**Try it**. Across the entries below, how many lines contain the string "code"? Only the number is wanted.

__________________________________________________

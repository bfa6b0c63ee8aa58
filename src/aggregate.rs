use std::collections::HashMap;

use crate::extract::course_level;
use crate::lexicon::Lexicon;
use crate::models::{CourseAggregate, ThreadAnalysis, ThreadRef};
use crate::score::ScoreStrategy;

const TITLE_BONUS_PER_THREAD: f64 = 0.3;
// Comment counts near this average are neutral; busier threads trend the
// factor negative, quieter ones positive, both capped at +/-0.5.
const COMMENT_PIVOT: f64 = 10.0;
const COMMENT_SLOPE: f64 = -20.0;

/// Fold analyzed threads into one aggregate per course, finalize each, and
/// sort by bird score descending. Ties keep first-mention order; the sort is
/// stable and aggregates are created in encounter order.
pub fn rank(
    analyses: &[ThreadAnalysis],
    lexicon: &Lexicon,
    strategy: &dyn ScoreStrategy,
) -> Vec<CourseAggregate> {
    let mut index: HashMap<String, usize> = HashMap::new();
    let mut aggregates: Vec<CourseAggregate> = Vec::new();

    for analysis in analyses {
        for mention in &analysis.courses {
            let slot = match index.get(&mention.code) {
                Some(&i) => i,
                None => {
                    index.insert(mention.code.clone(), aggregates.len());
                    aggregates.push(CourseAggregate::new(&mention.code, &mention.department));
                    aggregates.len() - 1
                }
            };
            let aggregate = &mut aggregates[slot];

            let weight = mention.mentions as f64;
            aggregate.mentions += mention.mentions;
            aggregate.compound += mention.compound * weight;
            aggregate.pos += mention.pos * weight;
            aggregate.neu += mention.neu * weight;
            aggregate.neg += mention.neg * weight;
            // Full thread-score credit per course, even when one thread
            // mentions several courses.
            aggregate.score += analysis.thread.score;
            aggregate.comment_total += analysis.thread.num_comments.unwrap_or(0);
            aggregate.bird_terms.merge(&mention.bird_terms);
            aggregate.threads.push(ThreadRef {
                id: analysis.thread.id.clone(),
                title: analysis.thread.title.clone(),
                url: analysis.thread.url.clone(),
                score: analysis.thread.score,
                sentiment: mention.compound,
                title_mention: mention.title_mention,
            });
        }
    }

    for aggregate in &mut aggregates {
        finalize(aggregate, lexicon, strategy);
    }

    aggregates.sort_by(|a, b| {
        b.bird_score
            .partial_cmp(&a.bird_score)
            .unwrap_or(std::cmp::Ordering::Equal)
    });
    aggregates
}

fn finalize(aggregate: &mut CourseAggregate, lexicon: &Lexicon, strategy: &dyn ScoreStrategy) {
    if aggregate.mentions > 0 {
        let mentions = aggregate.mentions as f64;
        aggregate.compound /= mentions;
        aggregate.pos /= mentions;
        aggregate.neu /= mentions;
        aggregate.neg /= mentions;
    }

    aggregate.bird_term_score = aggregate.bird_terms.weighted_score(lexicon);
    if aggregate.mentions > 0 {
        aggregate.bird_term_score /= aggregate.mentions as f64;
    }

    let title_threads = aggregate
        .threads
        .iter()
        .filter(|t| t.title_mention)
        .count();
    aggregate.title_bonus = title_threads as f64 * TITLE_BONUS_PER_THREAD;

    aggregate.dept_adjustment = lexicon.department_adjustment(&aggregate.department);
    aggregate.comment_factor = comment_factor(aggregate.comment_total, aggregate.threads.len());
    aggregate.level_adjustment = level_adjustment(&aggregate.code);
    aggregate.bird_score = strategy.score(aggregate);
}

pub fn comment_factor(comment_total: i64, thread_count: usize) -> f64 {
    if thread_count == 0 {
        return 0.0;
    }
    let avg = comment_total as f64 / thread_count as f64;
    ((avg - COMMENT_PIVOT) / COMMENT_SLOPE).clamp(-0.5, 0.5)
}

pub fn level_adjustment(code: &str) -> f64 {
    let level = course_level(code);
    if level >= 300 {
        -0.5
    } else if level >= 200 {
        -0.3
    } else {
        0.0
    }
}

__________________________________________________

**Answer space**. 6